Football League clubs will get a big cash boost from their new TV deal. But they should have paid more attention to the quality of the coverage, says Roger Titford

One of the most frequent complaints of fans of Football League clubs is the lack of publicity given to their club and, indeed, their whole League. Under the current TV deal the Premiership has been able to monopolise the interest of the media and the casual fan. Indeed the Premiership has been so successful in creating a “distinct brand identity” that it is now almost covered as if it were a separate sport.

When it came to negotiating a new deal, the Football League clubs should have been pursuing not only money to restore their strength but also some status and widespread free publicity from their media part­ner (that is, terrestrial highlights at a time more accessible than 1am on Tuesdays). The new contract gives them some of the former but not much of the latter.

The 72 clubs’ TV take will quadruple in 2001-02 from £26 million to £105 million a year for the next three years. A typical Second Division club will now receive in the region of £1.2 million. Given that total turnover for clubs in that division is typically some­where between £3 million and £7 million, this is a sizable uplift. The deal was generally welcomed by both clubs and investment analysts, though some chairmen, like Leyton Orient’s Barry Hearn, immediately expressed concern that the extra income might all go on players’ wages.

While the money is welcome, the coverage is likely to remain patchy. ITV have won the rights to a Football League weekend highlights show but also, in a different deal, the rights to show Premiership highlights on Saturday and Sunday nights. One suspects their Foot­ball League programme will be handled on a regional, rather than national, basis.

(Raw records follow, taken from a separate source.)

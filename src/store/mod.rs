mod schema;
mod sqlite;

pub use sqlite::SqliteStore;

use std::collections::{BTreeMap, BTreeSet};

use crate::error::Result;
use crate::permissions::GrantDiff;
use crate::tenancy::Scope;
use crate::types::*;

/// Store defines the database interface.
pub trait Store: Send + Sync {
    fn initialize(&self) -> Result<()>;

    // Center operations
    fn create_center(&self, center: &VocationalCenter) -> Result<()>;
    fn get_center(&self, id: &str) -> Result<Option<VocationalCenter>>;
    fn get_center_by_code(&self, code: &str) -> Result<Option<VocationalCenter>>;
    fn list_centers(&self, active_only: bool) -> Result<Vec<VocationalCenter>>;
    fn set_center_active(&self, id: &str, is_active: bool) -> Result<()>;

    // User operations
    fn create_user(&self, user: &User) -> Result<()>;
    fn get_user(&self, id: &str) -> Result<Option<User>>;
    fn get_user_by_username(&self, username: &str) -> Result<Option<User>>;
    /// Accounts belonging to `scope`, keyset-paginated by id.
    fn list_users(&self, scope: &Scope, cursor: &str, limit: i32) -> Result<Vec<User>>;
    fn update_user(&self, user: &User) -> Result<()>;
    fn has_founder(&self) -> Result<bool>;

    // Permission grant operations
    fn get_permission_grant(&self, user_id: &str, key: &str) -> Result<Option<PermissionGrant>>;
    fn list_user_grants(&self, user_id: &str) -> Result<Vec<PermissionGrant>>;
    fn list_allowed_keys(&self, user_id: &str) -> Result<BTreeSet<String>>;
    fn upsert_permission_grant(&self, grant: &PermissionGrant) -> Result<()>;
    /// Reconciles the stored rows against `desired` and applies the result,
    /// reading and writing in one transaction. With `prune` unset, stored keys
    /// absent from `desired` are kept.
    fn replace_grants(
        &self,
        user_id: &str,
        desired: &BTreeMap<String, bool>,
        prune: bool,
    ) -> Result<GrantDiff>;

    // Token operations
    fn create_token(&self, token: &Token) -> Result<()>;
    fn get_token_by_lookup(&self, lookup: &str) -> Result<Option<Token>>;
    fn list_user_tokens(&self, user_id: &str) -> Result<Vec<Token>>;
    fn delete_token(&self, id: &str) -> Result<bool>;
    fn update_token_last_used(&self, id: &str) -> Result<()>;
    fn set_session_center(&self, token_id: &str, center_id: Option<&str>) -> Result<()>;

    // Item operations
    fn create_item(&self, item: &Item) -> Result<()>;
    fn get_item(&self, id: &str) -> Result<Option<Item>>;
    /// Items visible under `scope`, keyset-paginated by id.
    fn list_items(&self, scope: &Scope, cursor: &str, limit: i32) -> Result<Vec<Item>>;
    fn update_item(&self, item: &Item) -> Result<()>;
    fn delete_item(&self, id: &str) -> Result<bool>;

    // Activity log
    fn record_activity(&self, entry: &ActivityLog) -> Result<()>;
    fn list_activity(&self, cursor: &str, limit: i32) -> Result<Vec<ActivityLog>>;
}

#[cfg(test)]
pub(crate) mod test_support {
    use chrono::Utc;

    use super::{SqliteStore, Store};
    use crate::permissions::PermissionRegistry;
    use crate::types::{Role, User, VocationalCenter};

    pub fn memory_store() -> (SqliteStore, PermissionRegistry) {
        let store = SqliteStore::open_in_memory().unwrap();
        store.initialize().unwrap();
        (store, PermissionRegistry::builtin())
    }

    /// Creates a user, creating its (active) center first if needed.
    pub fn user_in(store: &SqliteStore, username: &str, role: Role, center_id: Option<&str>) -> User {
        let now = Utc::now();
        if let Some(id) = center_id {
            if store.get_center(id).unwrap().is_none() {
                store
                    .create_center(&VocationalCenter {
                        id: id.to_string(),
                        code: id.to_uppercase(),
                        name: format!("Center {id}"),
                        is_active: true,
                        created_at: now,
                    })
                    .unwrap();
            }
        }

        let user = User {
            id: uuid::Uuid::new_v4().to_string(),
            username: username.to_string(),
            role,
            center_id: center_id.map(str::to_string),
            is_active: true,
            created_at: now,
            updated_at: now,
        };
        store.create_user(&user).unwrap();
        user
    }
}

ITV also have the rights to 15 live Football League games but, given that there are nine English ITV reg­ions, that means less than two live matches in each region. The only time Football League clubs will get to be on a national, terrestrial TV stage for a league match will be the First Division play-off final – the very day they are desperate to get out of the League. No doubt this deal is better than the one that preceded it, but it certainly does not have all the answers.

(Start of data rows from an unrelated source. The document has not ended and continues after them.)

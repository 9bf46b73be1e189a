use std::sync::Arc;
use std::time::Instant;

use axum::extract::Request;
use axum::middleware::{self, Next};
use axum::response::Response;
use axum::{Router, routing::get};

use super::admin::admin_router;
use super::user::user_router;
use crate::permissions::PermissionRegistry;
use crate::store::Store;

pub struct AppState {
    pub store: Arc<dyn Store>,
    pub registry: Arc<PermissionRegistry>,
}

impl AppState {
    /// State backed by `store` and the built-in permission catalog.
    #[must_use]
    pub fn new(store: Arc<dyn Store>) -> Self {
        Self {
            store,
            registry: Arc::new(PermissionRegistry::builtin()),
        }
    }
}

async fn health() -> &'static str {
    "OK"
}

async fn log_request(request: Request, next: Next) -> Response {
    let method = request.method().clone();
    let uri = request.uri().clone();
    let start = Instant::now();

    let response = next.run(request).await;

    let latency = start.elapsed();
    let status = response.status();

    tracing::info!(
        "{} {} {} {}ms",
        method,
        uri.path(),
        status.as_u16(),
        latency.as_millis()
    );

    response
}

pub fn create_router(state: Arc<AppState>) -> Router {
    Router::new()
        .route("/health", get(health))
        .nest("/api/v1/admin", admin_router())
        .nest("/api/v1", user_router())
        .layer(middleware::from_fn(log_request))
        .with_state(state)
}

In the second part of the deal Ondigital have a massive 88 games a season on subscription (more than two a week) plus the possibility of even more on pay-per-view. Subscription games will be shown on Thursdays at 8pm and Sundays at 6pm. Ondigital have about 800,000 homes connected, a figure ex­pected by industry sources to rise to 1.5 million when the new Football League deal kicks in. Since Sky, with access to many more homes, have averaged around 330,000 viewers for their Football League matches, one could suggest that the equivalent figure on Ondigital might be only around 75,000. Exposure for Football League clubs will be frequent, but small-scale – with half of it in the unpopular Songs of Praise slot currently used by Sky for the Scottish game.

Despite the fact that there will be more TV money coming into Football League clubs, the differential with the Premiership is still widening: on average, from 2001-02, Football League clubs will be getting £1.5 million a season, compared to £27.5 million in the Premiership. That is why the “status” element of the deal is so important. Imagine, for instance, the Foot­ball League and the BBC had formed a strategic all­iance. They are natural partners, both now “of the people” not “of the money”, each offering a truly nat­ional reach and each wanting to have a football say late on a Saturday night.

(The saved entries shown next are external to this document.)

use std::sync::Arc;

use axum::{
    Json,
    extract::{Path, Query, State},
    http::StatusCode,
    response::IntoResponse,
};
use chrono::Utc;
use uuid::Uuid;

use crate::auth::RequestScope;
use crate::error::Error;
use crate::server::AppState;
use crate::server::access::{record_activity, require_permission};
use crate::server::dto::{CreateItemRequest, PaginationParams, UpdateItemRequest};
use crate::server::response::{
    ApiError, ApiResponse, DEFAULT_PAGE_SIZE, INSUFFICIENT_PRIVILEGE, PaginatedResponse,
    StoreOptionExt, StoreResultExt, paginate,
};
use crate::server::validation::{validate_display_name, validate_quantity, validate_unit};
use crate::tenancy::{Mutation, Scope, TenantScoped, assign_center, authorize_mutation};
use crate::types::{Item, User};

const VIEW: &str = "inventory_view_items";
const ADD: &str = "inventory_add_item";
const EDIT: &str = "inventory_edit_item";
const DELETE: &str = "inventory_delete_item";

/// Loads an item visible under `scope`. Items of other centers are reported
/// as missing.
fn load_scoped_item(state: &AppState, scope: &Scope, id: &str) -> Result<Item, ApiError> {
    state
        .store
        .get_item(id)
        .api_err("Failed to get item")?
        .filter(|item| scope.can_read(item.center_id()))
        .or_not_found("Item not found")
}

/// Loads an item for `mutation` under `scope`.
///
/// Writes to another center's item are refused with 403 and recorded. For
/// center-bound scopes a missing id is refused the same way, so ids of other
/// centers cannot be discovered through the write routes.
fn load_item_for_mutation(
    state: &AppState,
    user: &User,
    scope: &Scope,
    id: &str,
    mutation: Mutation,
) -> Result<Item, ApiError> {
    let Some(item) = state.store.get_item(id).api_err("Failed to get item")? else {
        if matches!(scope, Scope::AllTenants) {
            return Err(ApiError::not_found("Item not found"));
        }
        tracing::warn!(
            target: "cfpa_gate::authz",
            user_id = %user.id,
            entity_id = id,
            action = mutation.as_str(),
            "mutation of unknown item denied"
        );
        return Err(ApiError::forbidden(INSUFFICIENT_PRIVILEGE));
    };

    if !authorize_mutation(scope, &item, mutation) {
        return Err(deny_mutation(state, user, &item, mutation));
    }
    Ok(item)
}

fn deny_mutation(state: &AppState, user: &User, item: &Item, mutation: Mutation) -> ApiError {
    record_activity(
        state,
        user,
        "cross_tenant_denied",
        Item::ENTITY_TYPE,
        Some(&item.id),
        Some(mutation.as_str().to_string()),
    );
    ApiError::forbidden(INSUFFICIENT_PRIVILEGE)
}

pub async fn list_items(
    auth: RequestScope,
    State(state): State<Arc<AppState>>,
    Query(params): Query<PaginationParams>,
) -> impl IntoResponse {
    require_permission(&state, &auth.user, VIEW)?;
    let cursor = params.cursor.as_deref().unwrap_or("");

    let items = state
        .store
        .list_items(&auth.scope, cursor, DEFAULT_PAGE_SIZE + 1)
        .api_err("Failed to list items")?;

    let (items, next_cursor, has_more) =
        paginate(items, DEFAULT_PAGE_SIZE as usize, |i| i.id.clone());

    Ok::<_, ApiError>(Json(PaginatedResponse::new(items, next_cursor, has_more)))
}

pub async fn get_item(
    auth: RequestScope,
    State(state): State<Arc<AppState>>,
    Path(id): Path<String>,
) -> impl IntoResponse {
    require_permission(&state, &auth.user, VIEW)?;
    let item = load_scoped_item(&state, &auth.scope, &id)?;

    Ok::<_, ApiError>(Json(ApiResponse::success(item)))
}

pub async fn create_item(
    auth: RequestScope,
    State(state): State<Arc<AppState>>,
    Json(req): Json<CreateItemRequest>,
) -> impl IntoResponse {
    require_permission(&state, &auth.user, ADD)?;
    validate_display_name(&req.name, "Item")?;
    validate_quantity(req.quantity)?;
    validate_unit(&req.unit)?;

    let center_id = match assign_center(&auth.scope, req.center_id.as_deref()) {
        Ok(center_id) => center_id,
        Err(Error::TenantMismatch) => {
            record_activity(
                &state,
                &auth.user,
                "cross_tenant_denied",
                Item::ENTITY_TYPE,
                None,
                Some(Mutation::Create.as_str().to_string()),
            );
            return Err(ApiError::forbidden(INSUFFICIENT_PRIVILEGE));
        }
        Err(e) => return Err(ApiError::from(e)),
    };

    if let Some(id) = &center_id {
        let active = state
            .store
            .get_center(id)
            .api_err("Failed to get center")?
            .is_some_and(|c| c.is_active);
        if !active {
            return Err(ApiError::bad_request(format!("Unknown center: {id}")));
        }
    }

    let now = Utc::now();
    let item = Item {
        id: Uuid::new_v4().to_string(),
        center_id,
        name: req.name.trim().to_string(),
        quantity: req.quantity,
        unit: req.unit.trim().to_string(),
        created_at: now,
        updated_at: now,
    };

    if !authorize_mutation(&auth.scope, &item, Mutation::Create) {
        return Err(deny_mutation(&state, &auth.user, &item, Mutation::Create));
    }

    state
        .store
        .create_item(&item)
        .api_err("Failed to create item")?;

    record_activity(&state, &auth.user, "create", Item::ENTITY_TYPE, Some(&item.id), None);

    Ok::<_, ApiError>((StatusCode::CREATED, Json(ApiResponse::success(item))))
}

pub async fn update_item(
    auth: RequestScope,
    State(state): State<Arc<AppState>>,
    Path(id): Path<String>,
    Json(req): Json<UpdateItemRequest>,
) -> impl IntoResponse {
    require_permission(&state, &auth.user, EDIT)?;
    let mut item = load_item_for_mutation(&state, &auth.user, &auth.scope, &id, Mutation::Update)?;

    if let Some(name) = req.name {
        validate_display_name(&name, "Item")?;
        item.name = name.trim().to_string();
    }
    if let Some(quantity) = req.quantity {
        validate_quantity(quantity)?;
        item.quantity = quantity;
    }
    if let Some(unit) = req.unit {
        validate_unit(&unit)?;
        item.unit = unit.trim().to_string();
    }
    item.updated_at = Utc::now();

    state
        .store
        .update_item(&item)
        .api_err("Failed to update item")?;

    record_activity(&state, &auth.user, "update", Item::ENTITY_TYPE, Some(&item.id), None);

    Ok::<_, ApiError>(Json(ApiResponse::success(item)))
}

pub async fn delete_item(
    auth: RequestScope,
    State(state): State<Arc<AppState>>,
    Path(id): Path<String>,
) -> impl IntoResponse {
    require_permission(&state, &auth.user, DELETE)?;
    let item = load_item_for_mutation(&state, &auth.user, &auth.scope, &id, Mutation::Delete)?;

    state
        .store
        .delete_item(&item.id)
        .api_err("Failed to delete item")?;

    record_activity(&state, &auth.user, "delete", Item::ENTITY_TYPE, Some(&item.id), None);

    Ok::<_, ApiError>(StatusCode::NO_CONTENT)
}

The BBC is very skilled at human interest programming, capable of making “personalities” out of un­likely material in apparently humdrum settings such as driving schools, hotels and airports. The BBC also made sports like snooker hugely successful through its coverage. Think what it might have done to the status of the Football League given all the potential drama that lies within the 72 clubs.

ITV, by contrast, does not have a national remit. Football coverage will again be at the mercy of the different regional companies’ emphasis on the sport. Old biases in match selection will probably recur. ITV simply does not do football as well as the BBC, even when it hires the BBC team. Viewers still chose to watch England v Germany by 2:1 on the Beeb. When ITV last had a “Snatch of the Day” in 1980, viewing figures for Saturday night highlights immediately fell by up to a third.

The TV rights situation is very fluid and dynamic. Fans are going to feel carpet-bombed by football in 2001. Provided they are still prepared to go to a match on Saturdays, live football will be available every day of the week, with no less than three English games on Sunday. Over a quarter of the Premiership fixture list will be covered live, in addition to 120 or so Football League games. How much can you take? Or will we just go back to watching our own team – but now on TV as well as in person?

At least ITV and Ondigital are buying into a rising market. Viewing figures quoted in the Observer recently suggest the audience for Sky’s Premiership coverage declined last season, while there was a small increase for Football League coverage. For all its shortcomings, for the Football League clubs the new deal is a case of half a loaf being better than no bread.